> _Work item_
Please find every line in the records below that contains the word "shutting", and copy it.

> _Exercise input_
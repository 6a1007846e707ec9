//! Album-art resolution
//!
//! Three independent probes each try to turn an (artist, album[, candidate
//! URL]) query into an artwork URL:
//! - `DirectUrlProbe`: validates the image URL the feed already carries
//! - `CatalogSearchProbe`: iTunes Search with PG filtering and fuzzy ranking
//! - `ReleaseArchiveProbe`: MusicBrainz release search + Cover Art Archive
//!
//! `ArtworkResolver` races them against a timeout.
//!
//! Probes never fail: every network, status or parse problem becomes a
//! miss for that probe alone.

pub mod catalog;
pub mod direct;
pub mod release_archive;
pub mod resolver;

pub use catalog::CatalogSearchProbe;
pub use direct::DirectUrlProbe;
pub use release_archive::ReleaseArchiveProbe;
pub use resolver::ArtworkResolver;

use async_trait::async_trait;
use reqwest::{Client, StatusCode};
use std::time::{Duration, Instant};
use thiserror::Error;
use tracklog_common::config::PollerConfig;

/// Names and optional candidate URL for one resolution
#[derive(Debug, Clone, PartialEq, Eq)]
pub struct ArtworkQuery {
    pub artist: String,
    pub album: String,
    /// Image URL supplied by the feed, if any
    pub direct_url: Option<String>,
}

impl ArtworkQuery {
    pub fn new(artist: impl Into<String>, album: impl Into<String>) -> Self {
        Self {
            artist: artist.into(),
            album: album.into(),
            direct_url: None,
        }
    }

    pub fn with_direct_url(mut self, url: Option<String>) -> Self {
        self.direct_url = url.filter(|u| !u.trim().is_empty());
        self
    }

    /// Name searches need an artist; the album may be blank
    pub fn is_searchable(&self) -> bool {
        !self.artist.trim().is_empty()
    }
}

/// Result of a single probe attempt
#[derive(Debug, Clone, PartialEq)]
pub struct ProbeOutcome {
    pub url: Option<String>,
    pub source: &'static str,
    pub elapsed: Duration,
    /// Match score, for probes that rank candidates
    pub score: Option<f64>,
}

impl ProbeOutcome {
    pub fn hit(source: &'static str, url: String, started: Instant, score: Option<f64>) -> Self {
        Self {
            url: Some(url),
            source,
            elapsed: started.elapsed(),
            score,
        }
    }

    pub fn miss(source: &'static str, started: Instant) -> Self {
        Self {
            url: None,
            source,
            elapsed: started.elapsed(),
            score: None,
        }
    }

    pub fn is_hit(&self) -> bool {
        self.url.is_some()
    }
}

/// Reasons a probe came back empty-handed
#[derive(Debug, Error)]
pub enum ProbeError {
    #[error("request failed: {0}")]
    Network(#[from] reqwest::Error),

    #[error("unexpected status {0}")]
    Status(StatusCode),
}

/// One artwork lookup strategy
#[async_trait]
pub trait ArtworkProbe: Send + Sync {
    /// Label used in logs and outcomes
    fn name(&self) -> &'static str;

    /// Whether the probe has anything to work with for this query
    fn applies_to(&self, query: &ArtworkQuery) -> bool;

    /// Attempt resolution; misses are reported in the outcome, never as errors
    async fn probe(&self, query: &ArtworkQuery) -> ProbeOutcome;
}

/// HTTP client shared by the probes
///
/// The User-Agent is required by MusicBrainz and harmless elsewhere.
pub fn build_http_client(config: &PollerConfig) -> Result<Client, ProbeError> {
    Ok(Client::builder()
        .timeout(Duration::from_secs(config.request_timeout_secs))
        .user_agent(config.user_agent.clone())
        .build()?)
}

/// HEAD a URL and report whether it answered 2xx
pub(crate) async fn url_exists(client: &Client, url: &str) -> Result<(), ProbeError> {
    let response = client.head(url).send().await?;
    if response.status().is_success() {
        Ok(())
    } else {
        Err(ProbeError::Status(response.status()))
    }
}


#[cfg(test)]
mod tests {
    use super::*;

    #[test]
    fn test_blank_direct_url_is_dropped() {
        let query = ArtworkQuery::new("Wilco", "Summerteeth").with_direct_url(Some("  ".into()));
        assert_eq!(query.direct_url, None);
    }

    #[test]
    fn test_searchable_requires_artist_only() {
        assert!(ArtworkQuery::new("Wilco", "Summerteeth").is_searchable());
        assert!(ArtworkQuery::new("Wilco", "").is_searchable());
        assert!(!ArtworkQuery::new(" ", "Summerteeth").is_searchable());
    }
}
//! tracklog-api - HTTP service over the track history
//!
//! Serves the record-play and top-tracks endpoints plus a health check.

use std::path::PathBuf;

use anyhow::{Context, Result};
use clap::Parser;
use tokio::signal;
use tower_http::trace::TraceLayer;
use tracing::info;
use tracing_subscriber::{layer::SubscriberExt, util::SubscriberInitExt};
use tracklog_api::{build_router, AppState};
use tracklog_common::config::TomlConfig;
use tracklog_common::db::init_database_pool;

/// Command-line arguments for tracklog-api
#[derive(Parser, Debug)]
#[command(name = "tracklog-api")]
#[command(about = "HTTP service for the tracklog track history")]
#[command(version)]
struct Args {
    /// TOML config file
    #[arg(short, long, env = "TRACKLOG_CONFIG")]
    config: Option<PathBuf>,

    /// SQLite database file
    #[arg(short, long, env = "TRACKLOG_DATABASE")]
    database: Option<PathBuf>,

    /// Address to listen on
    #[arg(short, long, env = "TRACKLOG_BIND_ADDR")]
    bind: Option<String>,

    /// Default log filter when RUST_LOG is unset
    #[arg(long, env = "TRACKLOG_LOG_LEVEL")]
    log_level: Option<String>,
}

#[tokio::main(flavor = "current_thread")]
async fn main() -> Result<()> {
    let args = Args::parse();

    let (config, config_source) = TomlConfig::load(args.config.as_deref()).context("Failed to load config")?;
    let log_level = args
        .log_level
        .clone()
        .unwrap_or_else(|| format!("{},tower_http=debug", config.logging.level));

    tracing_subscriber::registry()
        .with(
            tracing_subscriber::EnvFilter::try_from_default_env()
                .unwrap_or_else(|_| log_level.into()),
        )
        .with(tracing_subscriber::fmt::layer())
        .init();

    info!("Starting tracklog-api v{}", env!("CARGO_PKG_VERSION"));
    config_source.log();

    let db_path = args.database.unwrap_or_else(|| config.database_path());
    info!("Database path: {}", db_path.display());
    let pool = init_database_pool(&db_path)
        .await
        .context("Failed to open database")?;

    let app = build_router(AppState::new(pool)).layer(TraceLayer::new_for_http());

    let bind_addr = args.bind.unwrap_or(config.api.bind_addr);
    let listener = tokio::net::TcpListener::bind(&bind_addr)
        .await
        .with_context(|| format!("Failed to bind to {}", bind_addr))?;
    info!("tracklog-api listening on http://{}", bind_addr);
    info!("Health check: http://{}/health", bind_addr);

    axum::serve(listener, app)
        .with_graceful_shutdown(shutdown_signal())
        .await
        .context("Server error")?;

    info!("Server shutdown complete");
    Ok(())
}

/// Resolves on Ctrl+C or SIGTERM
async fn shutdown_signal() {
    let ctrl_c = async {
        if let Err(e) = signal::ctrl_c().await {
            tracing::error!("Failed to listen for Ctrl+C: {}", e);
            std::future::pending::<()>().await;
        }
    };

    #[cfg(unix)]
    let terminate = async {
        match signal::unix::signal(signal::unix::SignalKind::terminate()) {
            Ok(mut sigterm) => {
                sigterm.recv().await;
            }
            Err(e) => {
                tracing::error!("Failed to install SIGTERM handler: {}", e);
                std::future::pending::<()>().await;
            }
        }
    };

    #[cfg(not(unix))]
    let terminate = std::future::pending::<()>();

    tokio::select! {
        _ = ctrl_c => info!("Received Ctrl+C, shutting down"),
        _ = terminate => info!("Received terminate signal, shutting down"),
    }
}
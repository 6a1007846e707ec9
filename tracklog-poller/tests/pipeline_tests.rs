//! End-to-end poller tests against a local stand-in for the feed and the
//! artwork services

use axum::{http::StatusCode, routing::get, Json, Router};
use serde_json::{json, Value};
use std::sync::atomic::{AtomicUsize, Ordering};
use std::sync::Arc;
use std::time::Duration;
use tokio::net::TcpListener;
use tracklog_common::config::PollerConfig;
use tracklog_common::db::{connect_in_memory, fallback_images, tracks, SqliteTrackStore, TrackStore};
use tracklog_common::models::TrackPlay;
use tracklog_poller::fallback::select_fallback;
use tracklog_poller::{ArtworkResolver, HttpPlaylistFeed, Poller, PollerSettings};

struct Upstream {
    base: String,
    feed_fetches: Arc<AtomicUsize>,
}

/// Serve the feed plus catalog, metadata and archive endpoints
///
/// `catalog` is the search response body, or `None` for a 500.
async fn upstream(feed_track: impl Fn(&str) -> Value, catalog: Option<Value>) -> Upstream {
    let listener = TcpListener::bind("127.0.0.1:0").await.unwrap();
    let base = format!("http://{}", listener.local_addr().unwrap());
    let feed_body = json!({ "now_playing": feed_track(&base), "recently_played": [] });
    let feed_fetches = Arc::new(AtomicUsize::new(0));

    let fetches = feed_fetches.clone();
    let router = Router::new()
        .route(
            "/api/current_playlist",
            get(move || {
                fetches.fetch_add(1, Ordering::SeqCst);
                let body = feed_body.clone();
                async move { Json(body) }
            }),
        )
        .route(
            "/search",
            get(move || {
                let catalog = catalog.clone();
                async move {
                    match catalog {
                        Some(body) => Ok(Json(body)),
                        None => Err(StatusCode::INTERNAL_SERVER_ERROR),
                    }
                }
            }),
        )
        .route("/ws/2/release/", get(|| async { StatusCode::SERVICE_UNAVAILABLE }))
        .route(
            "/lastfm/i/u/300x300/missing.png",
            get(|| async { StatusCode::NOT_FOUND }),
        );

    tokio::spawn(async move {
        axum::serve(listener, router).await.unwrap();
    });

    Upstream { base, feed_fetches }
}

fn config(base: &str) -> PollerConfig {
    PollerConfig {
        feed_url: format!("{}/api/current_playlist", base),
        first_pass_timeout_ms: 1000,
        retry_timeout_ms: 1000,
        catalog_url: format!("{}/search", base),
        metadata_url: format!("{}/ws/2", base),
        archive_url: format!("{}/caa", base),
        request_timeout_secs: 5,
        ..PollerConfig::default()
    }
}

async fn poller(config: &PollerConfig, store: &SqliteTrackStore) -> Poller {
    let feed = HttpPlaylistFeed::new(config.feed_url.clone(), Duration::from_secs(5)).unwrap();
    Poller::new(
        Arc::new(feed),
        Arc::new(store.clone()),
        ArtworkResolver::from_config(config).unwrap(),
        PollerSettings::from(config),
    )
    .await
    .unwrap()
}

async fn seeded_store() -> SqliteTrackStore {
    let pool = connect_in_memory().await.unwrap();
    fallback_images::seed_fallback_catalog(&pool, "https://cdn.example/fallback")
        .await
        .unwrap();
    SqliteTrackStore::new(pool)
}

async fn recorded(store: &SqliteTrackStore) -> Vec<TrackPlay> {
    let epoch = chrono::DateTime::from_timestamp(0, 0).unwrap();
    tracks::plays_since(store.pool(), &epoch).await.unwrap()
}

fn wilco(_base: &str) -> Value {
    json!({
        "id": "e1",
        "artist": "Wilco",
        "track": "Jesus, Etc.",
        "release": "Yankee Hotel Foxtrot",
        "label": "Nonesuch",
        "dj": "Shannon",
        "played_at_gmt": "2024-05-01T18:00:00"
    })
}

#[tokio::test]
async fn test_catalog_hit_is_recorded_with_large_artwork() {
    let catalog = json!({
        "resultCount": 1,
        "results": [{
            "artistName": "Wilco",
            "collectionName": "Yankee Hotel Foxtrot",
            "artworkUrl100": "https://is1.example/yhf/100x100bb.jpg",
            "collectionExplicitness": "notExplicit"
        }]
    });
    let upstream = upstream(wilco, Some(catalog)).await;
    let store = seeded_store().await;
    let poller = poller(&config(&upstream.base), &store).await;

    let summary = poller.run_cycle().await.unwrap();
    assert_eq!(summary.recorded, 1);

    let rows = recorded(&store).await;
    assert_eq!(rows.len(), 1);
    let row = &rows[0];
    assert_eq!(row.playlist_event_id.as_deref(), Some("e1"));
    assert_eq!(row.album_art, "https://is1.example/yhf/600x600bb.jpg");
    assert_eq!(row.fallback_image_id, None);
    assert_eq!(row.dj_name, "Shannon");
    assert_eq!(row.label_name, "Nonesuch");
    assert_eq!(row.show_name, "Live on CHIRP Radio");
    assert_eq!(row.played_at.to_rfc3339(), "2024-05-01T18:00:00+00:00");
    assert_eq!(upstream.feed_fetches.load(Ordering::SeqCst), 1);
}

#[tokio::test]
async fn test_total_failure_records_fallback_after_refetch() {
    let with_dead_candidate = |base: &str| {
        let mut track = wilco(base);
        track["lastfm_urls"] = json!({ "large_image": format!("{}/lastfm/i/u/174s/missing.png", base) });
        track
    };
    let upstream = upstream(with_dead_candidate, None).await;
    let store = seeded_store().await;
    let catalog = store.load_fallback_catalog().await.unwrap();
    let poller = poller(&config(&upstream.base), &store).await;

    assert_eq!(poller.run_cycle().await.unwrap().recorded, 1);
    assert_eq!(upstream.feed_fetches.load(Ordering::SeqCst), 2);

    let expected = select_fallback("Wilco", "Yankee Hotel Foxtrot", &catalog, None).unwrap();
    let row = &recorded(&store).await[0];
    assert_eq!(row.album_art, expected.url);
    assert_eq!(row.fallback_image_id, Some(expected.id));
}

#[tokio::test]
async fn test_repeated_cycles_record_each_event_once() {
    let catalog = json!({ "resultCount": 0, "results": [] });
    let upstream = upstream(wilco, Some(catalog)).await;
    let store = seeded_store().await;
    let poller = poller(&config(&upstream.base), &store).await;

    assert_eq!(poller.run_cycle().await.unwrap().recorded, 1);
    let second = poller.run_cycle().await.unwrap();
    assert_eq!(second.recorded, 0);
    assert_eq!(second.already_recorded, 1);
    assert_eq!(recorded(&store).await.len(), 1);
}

> _Task answer_
        _ = ctrl_c => info!("Received Ctrl+C, shutting down"),
        _ = terminate => info!("Received terminate signal, shutting down"),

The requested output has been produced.